Dataset records START

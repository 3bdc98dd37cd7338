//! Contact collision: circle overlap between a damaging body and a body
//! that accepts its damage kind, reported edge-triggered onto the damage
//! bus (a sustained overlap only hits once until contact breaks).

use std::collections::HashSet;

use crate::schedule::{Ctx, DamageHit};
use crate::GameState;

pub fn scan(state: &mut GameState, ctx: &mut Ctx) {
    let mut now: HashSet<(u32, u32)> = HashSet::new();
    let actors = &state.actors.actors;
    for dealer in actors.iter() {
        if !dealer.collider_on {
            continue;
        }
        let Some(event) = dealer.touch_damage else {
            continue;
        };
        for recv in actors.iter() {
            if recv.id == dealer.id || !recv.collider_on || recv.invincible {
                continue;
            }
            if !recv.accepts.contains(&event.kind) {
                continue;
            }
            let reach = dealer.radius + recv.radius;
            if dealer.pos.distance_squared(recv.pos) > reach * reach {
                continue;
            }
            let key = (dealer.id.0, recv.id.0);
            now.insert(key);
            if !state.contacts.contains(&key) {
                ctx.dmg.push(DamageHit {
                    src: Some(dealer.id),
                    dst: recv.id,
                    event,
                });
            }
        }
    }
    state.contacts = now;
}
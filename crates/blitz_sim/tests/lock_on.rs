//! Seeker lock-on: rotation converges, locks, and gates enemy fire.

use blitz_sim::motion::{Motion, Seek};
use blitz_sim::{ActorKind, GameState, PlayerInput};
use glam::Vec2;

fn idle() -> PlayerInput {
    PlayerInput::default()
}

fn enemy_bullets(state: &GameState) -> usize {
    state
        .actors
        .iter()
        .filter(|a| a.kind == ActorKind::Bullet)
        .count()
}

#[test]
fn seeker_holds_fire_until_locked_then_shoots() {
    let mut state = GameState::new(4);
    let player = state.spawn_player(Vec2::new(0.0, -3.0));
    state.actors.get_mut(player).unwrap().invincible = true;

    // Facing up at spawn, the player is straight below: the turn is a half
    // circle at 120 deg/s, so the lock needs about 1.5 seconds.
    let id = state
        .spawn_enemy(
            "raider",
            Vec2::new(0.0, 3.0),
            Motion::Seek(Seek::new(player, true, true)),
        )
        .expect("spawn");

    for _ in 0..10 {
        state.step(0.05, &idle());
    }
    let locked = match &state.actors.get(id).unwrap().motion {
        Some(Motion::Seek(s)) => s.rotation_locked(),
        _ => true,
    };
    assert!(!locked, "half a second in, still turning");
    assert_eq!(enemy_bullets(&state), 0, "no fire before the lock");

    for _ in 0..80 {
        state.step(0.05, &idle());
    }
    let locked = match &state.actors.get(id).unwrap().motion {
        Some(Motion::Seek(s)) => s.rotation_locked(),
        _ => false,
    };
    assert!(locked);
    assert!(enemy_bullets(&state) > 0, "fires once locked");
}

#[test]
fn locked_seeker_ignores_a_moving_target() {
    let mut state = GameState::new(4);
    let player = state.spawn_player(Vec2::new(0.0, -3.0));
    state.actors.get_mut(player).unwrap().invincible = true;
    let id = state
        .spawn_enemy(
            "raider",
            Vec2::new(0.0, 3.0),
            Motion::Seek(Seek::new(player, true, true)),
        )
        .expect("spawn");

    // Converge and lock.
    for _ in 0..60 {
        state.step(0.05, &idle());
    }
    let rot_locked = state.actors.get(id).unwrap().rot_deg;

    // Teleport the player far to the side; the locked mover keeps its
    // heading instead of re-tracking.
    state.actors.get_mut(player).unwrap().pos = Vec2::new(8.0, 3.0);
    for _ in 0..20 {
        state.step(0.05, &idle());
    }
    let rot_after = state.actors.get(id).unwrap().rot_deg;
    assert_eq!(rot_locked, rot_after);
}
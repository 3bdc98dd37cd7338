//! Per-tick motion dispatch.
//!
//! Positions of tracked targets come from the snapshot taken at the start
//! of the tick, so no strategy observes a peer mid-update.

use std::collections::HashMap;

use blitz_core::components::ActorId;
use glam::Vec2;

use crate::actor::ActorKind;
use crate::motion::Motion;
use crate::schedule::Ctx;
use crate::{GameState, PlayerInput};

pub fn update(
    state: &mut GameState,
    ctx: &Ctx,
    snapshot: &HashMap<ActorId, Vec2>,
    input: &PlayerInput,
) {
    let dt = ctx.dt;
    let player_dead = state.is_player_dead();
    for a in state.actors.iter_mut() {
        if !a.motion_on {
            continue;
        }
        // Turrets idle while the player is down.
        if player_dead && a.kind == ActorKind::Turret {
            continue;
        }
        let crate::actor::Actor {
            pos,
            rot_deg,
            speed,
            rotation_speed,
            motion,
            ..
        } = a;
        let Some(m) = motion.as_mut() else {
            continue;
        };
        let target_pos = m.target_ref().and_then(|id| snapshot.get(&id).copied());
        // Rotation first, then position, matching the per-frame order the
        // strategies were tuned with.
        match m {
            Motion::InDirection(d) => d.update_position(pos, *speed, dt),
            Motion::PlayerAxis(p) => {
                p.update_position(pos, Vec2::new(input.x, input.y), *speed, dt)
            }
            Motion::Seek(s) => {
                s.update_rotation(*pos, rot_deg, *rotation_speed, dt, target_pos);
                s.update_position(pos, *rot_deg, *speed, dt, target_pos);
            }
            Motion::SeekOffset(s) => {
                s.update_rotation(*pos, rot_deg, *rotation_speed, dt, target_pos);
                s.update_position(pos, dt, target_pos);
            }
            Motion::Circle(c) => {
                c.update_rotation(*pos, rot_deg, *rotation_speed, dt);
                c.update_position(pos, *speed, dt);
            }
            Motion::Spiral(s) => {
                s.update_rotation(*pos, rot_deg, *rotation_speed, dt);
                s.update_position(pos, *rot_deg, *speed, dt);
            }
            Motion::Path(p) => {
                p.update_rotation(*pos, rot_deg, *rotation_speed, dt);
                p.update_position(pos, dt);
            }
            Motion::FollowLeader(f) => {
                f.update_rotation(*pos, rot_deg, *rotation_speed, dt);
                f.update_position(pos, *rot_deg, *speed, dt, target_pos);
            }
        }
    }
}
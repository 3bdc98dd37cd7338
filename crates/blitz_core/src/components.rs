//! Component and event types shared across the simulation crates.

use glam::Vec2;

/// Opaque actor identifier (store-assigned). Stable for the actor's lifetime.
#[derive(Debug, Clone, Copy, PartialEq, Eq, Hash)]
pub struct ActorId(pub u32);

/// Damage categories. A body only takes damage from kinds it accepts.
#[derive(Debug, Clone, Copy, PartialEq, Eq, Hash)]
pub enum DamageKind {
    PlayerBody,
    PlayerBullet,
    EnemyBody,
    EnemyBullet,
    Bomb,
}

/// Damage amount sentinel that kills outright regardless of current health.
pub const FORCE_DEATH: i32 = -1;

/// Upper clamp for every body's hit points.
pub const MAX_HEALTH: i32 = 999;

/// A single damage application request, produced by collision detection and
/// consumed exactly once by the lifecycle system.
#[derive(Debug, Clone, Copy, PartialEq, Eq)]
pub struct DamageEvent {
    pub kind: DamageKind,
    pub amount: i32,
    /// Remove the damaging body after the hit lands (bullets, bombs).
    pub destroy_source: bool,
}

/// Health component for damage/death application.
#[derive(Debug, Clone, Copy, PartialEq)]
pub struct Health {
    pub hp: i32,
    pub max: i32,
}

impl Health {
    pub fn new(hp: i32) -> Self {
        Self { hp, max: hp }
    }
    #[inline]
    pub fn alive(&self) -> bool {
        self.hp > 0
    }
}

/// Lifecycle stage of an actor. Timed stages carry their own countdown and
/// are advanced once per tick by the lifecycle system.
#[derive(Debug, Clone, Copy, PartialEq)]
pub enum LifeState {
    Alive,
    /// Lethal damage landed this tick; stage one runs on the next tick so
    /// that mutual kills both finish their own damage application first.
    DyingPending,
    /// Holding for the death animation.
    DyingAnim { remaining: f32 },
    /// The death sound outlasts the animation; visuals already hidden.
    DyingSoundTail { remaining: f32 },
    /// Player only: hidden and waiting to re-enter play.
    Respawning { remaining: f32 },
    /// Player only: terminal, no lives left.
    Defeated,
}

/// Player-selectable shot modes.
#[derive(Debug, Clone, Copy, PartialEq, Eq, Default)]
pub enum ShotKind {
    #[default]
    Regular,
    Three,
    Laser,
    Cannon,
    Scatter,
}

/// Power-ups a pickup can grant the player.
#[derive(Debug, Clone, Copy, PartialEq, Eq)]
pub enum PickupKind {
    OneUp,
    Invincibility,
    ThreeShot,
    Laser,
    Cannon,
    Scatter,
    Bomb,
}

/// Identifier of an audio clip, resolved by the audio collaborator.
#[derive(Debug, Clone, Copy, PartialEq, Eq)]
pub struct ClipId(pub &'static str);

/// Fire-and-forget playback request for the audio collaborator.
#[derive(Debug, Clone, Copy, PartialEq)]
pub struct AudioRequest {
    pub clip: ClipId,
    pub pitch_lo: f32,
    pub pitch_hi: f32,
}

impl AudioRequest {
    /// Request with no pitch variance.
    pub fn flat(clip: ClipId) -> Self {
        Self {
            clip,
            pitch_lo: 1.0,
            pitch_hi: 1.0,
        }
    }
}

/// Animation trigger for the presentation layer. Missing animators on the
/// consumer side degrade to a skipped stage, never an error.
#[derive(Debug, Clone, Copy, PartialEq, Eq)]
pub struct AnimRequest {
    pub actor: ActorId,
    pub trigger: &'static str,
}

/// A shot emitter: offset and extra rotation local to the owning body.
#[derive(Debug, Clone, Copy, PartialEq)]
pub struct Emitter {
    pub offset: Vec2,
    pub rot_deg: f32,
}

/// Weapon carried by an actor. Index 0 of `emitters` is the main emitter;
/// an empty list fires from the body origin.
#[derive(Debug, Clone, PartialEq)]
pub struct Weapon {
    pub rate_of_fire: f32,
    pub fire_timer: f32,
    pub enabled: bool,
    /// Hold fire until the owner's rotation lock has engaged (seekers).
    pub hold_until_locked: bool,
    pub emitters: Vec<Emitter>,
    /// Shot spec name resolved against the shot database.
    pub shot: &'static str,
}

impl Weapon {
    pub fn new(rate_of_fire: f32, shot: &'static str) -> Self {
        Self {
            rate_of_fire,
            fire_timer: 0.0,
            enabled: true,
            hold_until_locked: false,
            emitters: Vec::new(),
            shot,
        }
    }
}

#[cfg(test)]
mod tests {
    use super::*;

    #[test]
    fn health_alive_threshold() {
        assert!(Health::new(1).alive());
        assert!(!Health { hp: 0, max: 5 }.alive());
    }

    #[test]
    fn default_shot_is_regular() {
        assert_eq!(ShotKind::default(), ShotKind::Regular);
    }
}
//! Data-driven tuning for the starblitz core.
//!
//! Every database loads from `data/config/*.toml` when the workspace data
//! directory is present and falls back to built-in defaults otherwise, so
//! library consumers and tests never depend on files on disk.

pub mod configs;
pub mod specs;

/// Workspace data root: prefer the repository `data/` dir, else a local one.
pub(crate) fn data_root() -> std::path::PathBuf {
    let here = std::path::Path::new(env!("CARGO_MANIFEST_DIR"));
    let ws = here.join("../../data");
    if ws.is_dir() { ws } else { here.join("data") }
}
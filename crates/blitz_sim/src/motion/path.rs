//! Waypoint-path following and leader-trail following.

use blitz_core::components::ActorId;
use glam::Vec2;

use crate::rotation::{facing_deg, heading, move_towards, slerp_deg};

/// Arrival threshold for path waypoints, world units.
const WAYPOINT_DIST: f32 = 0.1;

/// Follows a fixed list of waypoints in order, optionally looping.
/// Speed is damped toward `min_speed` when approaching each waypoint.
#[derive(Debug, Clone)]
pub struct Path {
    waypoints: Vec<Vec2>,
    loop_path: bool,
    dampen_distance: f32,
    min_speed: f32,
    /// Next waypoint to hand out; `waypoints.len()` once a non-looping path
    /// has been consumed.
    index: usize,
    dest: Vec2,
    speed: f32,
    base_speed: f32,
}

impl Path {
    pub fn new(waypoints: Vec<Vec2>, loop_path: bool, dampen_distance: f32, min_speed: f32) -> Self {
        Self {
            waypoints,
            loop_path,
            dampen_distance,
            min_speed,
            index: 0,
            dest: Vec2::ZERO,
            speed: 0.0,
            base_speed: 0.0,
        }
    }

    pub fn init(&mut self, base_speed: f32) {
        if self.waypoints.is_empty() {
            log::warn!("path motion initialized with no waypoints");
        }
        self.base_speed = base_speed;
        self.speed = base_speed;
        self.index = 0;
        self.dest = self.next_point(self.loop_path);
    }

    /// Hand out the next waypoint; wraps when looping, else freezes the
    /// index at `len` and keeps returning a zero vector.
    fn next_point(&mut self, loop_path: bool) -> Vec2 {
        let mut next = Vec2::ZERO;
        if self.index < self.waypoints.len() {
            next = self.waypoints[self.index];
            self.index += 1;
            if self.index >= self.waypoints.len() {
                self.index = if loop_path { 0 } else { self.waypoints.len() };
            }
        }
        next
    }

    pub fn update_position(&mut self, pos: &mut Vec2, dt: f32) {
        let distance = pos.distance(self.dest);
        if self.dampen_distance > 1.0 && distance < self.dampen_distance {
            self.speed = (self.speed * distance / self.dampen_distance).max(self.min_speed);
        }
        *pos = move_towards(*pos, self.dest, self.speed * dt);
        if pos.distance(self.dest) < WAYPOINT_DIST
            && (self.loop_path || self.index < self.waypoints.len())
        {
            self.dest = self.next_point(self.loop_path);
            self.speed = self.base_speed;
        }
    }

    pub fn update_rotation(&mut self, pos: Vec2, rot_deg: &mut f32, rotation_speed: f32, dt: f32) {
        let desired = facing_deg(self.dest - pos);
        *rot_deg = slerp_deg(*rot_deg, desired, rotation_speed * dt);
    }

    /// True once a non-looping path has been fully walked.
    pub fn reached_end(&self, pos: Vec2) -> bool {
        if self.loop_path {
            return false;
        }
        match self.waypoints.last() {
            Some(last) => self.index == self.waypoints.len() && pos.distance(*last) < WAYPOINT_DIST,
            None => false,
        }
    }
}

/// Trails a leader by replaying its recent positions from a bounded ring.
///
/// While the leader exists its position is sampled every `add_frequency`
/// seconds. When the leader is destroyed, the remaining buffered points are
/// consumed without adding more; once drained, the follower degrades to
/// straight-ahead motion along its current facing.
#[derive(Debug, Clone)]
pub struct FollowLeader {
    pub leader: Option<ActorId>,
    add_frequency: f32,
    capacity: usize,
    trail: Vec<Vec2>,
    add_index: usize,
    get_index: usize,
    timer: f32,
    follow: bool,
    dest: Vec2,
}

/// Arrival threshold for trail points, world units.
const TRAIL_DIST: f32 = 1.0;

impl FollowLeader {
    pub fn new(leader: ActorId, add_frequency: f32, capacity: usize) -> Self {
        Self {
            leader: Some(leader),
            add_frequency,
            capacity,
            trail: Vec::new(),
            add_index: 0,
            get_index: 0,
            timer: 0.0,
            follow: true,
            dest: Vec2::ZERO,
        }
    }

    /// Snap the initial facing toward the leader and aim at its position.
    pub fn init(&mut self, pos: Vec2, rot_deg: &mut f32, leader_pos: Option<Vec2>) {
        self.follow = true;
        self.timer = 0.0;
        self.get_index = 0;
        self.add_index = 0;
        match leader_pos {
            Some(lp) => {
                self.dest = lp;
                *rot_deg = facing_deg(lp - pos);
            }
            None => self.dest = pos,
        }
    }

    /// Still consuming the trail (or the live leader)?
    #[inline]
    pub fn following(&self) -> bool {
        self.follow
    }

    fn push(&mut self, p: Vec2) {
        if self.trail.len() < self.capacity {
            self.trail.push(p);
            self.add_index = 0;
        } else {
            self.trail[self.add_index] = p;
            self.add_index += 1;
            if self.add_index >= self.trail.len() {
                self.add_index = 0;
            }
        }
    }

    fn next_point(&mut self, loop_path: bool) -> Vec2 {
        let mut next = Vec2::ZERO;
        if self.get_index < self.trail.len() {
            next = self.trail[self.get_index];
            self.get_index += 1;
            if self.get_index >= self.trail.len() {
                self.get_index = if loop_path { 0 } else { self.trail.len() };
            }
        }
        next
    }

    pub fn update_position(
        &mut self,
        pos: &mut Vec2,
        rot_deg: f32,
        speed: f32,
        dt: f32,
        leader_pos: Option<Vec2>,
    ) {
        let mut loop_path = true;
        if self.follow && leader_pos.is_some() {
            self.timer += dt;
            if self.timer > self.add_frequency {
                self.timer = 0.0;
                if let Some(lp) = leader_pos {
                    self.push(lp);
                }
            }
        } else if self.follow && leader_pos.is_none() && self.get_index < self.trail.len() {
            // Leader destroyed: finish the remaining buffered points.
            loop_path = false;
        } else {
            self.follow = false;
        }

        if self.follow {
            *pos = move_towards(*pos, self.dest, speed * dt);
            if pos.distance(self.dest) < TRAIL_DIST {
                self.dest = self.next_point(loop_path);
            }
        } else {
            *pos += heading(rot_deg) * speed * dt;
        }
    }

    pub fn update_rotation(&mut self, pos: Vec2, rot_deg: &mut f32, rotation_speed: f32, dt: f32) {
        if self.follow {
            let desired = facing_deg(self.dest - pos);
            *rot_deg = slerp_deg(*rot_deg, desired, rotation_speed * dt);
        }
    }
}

Dataset records END

| Task prompt |
Every line containing the word "false" should be copied from the material.

| Response to this task |
        _ => false,
            hold_until_locked: false,
            return false;
            None => false,
            loop_path = false;
            self.follow = false;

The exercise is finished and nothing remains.